The Queen, 91, makes a surprise appearance in a new documentary, The Coronation, in which she discusses her historic 1953 coronation and the dazzling crown used on that day. Along with her memories of the ceremony, which took place at Westminster Abbey on June 2, 1953, she also looks back on the 1937 coronation of her father, King George VI.
“I’ve seen one coronation, and been the recipient in the other, which is pretty remarkable,” says the royal great-grandmother, who is currently staying at Sandringham House for her winter break.
The documentary, which airs on airs Smithsonian Channel in the U.S. on January 14 at 8 p.m. E.T., was made in partnership with the BBC and Australian Broadcasting Corporation.
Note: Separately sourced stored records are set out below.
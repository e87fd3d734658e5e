//! `Package`: the unit of transfer between a producer task and a consumer task.
//!
//! A package carries the packed cell values of one copy region plus the
//! patch indices it travels between. Packages are recycled rather than freed,
//! so the payload buffer and the [`Package::id`] survive from one epoch to the
//! next.

use std::fmt;

/// Contiguous payload plus addressing metadata.
pub struct Package {
    id: u64,
    src_patch: Option<usize>,
    dst_patch: Option<usize>,
    payload: Vec<f64>,
}

impl Package {
    /// Fresh zero-filled package holding `len` values.
    pub fn new(id: u64, len: usize) -> Self {
        Self {
            id,
            src_patch: None,
            dst_patch: None,
            payload: vec![0.0; len],
        }
    }

    /// Identifier assigned at allocation; stable across recycling.
    #[inline]
    pub fn id(&self) -> u64 {
        self.id
    }

    /// Number of values carried.
    #[inline]
    pub fn len(&self) -> usize {
        self.payload.len()
    }

    #[inline]
    pub fn is_empty(&self) -> bool {
        self.payload.is_empty()
    }

    /// Payload size in bytes.
    #[inline]
    pub fn byte_len(&self) -> usize {
        self.payload.len() * std::mem::size_of::<f64>()
    }

    /// Allocated capacity of the payload buffer, in values.
    #[inline]
    pub fn capacity(&self) -> usize {
        self.payload.capacity()
    }

    /// Address of the payload buffer. Used to observe buffer reuse.
    #[inline]
    pub fn buffer_addr(&self) -> usize {
        self.payload.as_ptr() as usize
    }

    pub fn payload(&self) -> &[f64] {
        &self.payload
    }

    pub fn payload_mut(&mut self) -> &mut [f64] {
        &mut self.payload
    }

    pub fn src_patch(&self) -> Option<usize> {
        self.src_patch
    }

    pub fn dst_patch(&self) -> Option<usize> {
        self.dst_patch
    }

    /// Stamp the source and destination patch indices.
    pub fn set_route(&mut self, src: Option<usize>, dst: Option<usize>) {
        self.src_patch = src;
        self.dst_patch = dst;
    }

    /// Resize the payload to `len` values. Never shrinks the allocation.
    pub(crate) fn reshape(&mut self, len: usize) {
        self.payload.resize(len, 0.0);
    }
}

impl fmt::Debug for Package {
    fn fmt(&self, f: &mut fmt::Formatter<'_>) -> fmt::Result {
        f.debug_struct("Package")
            .field("id", &self.id)
            .field("src_patch", &self.src_patch)
            .field("dst_patch", &self.dst_patch)
            .field("len", &self.payload.len())
            .finish()
    }
}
While watching both private and official film footage, the Queen — whose coronation came 16 months after she ascended to the throne at age 25, following the death of her father — reminisces about the day when the weight of both St. Edward’s Crown and the hopes and expectations of a country recovering from WWII were on her shoulders.
Charlotte Moore, Director of Content at the BBC, adds, “It is truly an honor to have Her Majesty The Queen revealing her intimate knowledge of the Crown Jewels — and fond childhood memories from when her father was crowned King George VI.
“The Queen’s words will bring to life the importance of the coronation ceremony for modern audiences to enjoy.”
The Coronation also features eyewitness accounts of those who took part in the big day, including a maid of honor who nearly fainted in the Abbey and a 12-year-old choir boy who was left to sing solo when his overwhelmed colleagues lost their voices.
Using rare footage, the film explores the beauty and story of the Crown Jewels — 140 items that include 23,000 precious stones. The show-stopping piece is the St. Edward’s Crown, which was destroyed after the English Civil War and remade for the Coronation of Charles II in 1661. It has only been worn by the Queen once, at the moment she was crowned. (And even then, she only wore it briefly because of it’s whopping 4-lb. weight, switching to the “lighter” (3-lb!) Imperial State Crown.)
Coronation expert Alastair Bruce is featured in the program and explains much of the ceremony and the garments and jewels worn on the day. “The Crown Jewels include ‘The Regalia,’ which are used at a coronation when the monarch is invested with the best known, if least understood, symbols of this kingdom,” he says.
“Post boxes, police helmets, income tax returns and almost every visual expression of the United Kingdom displays a Crown and Orb. The meaning of each of the key objects has evolved from emblems of authority that date way back before the Saxons arrived. Yet there is an enduring relevance to modern leadership wrapped into each symbol that express values of humility, duty and service, while representing total power. Discovering their meaning helps to define what the Sovereign is to the Crown and how that Crown is the property of us all, in the constitutional function of Monarchy.”
David Royle, executive vice president of programming and production for Smithsonian Channel, says in a statement, “When the Coronation was broadcast in the U.S. in 1953, it was the first time the U.S. networks broadcast same-day coverage of European events, and it was watched by an immense audience. Now, this program sweeps aside the fictional dramas of more recent times and brings our viewers the definitive account of the Crown Jewels and their role in this ancient and remarkable event. This is a uniquely intimate portrait of the Coronation that is sure to create new levels of interest in America.”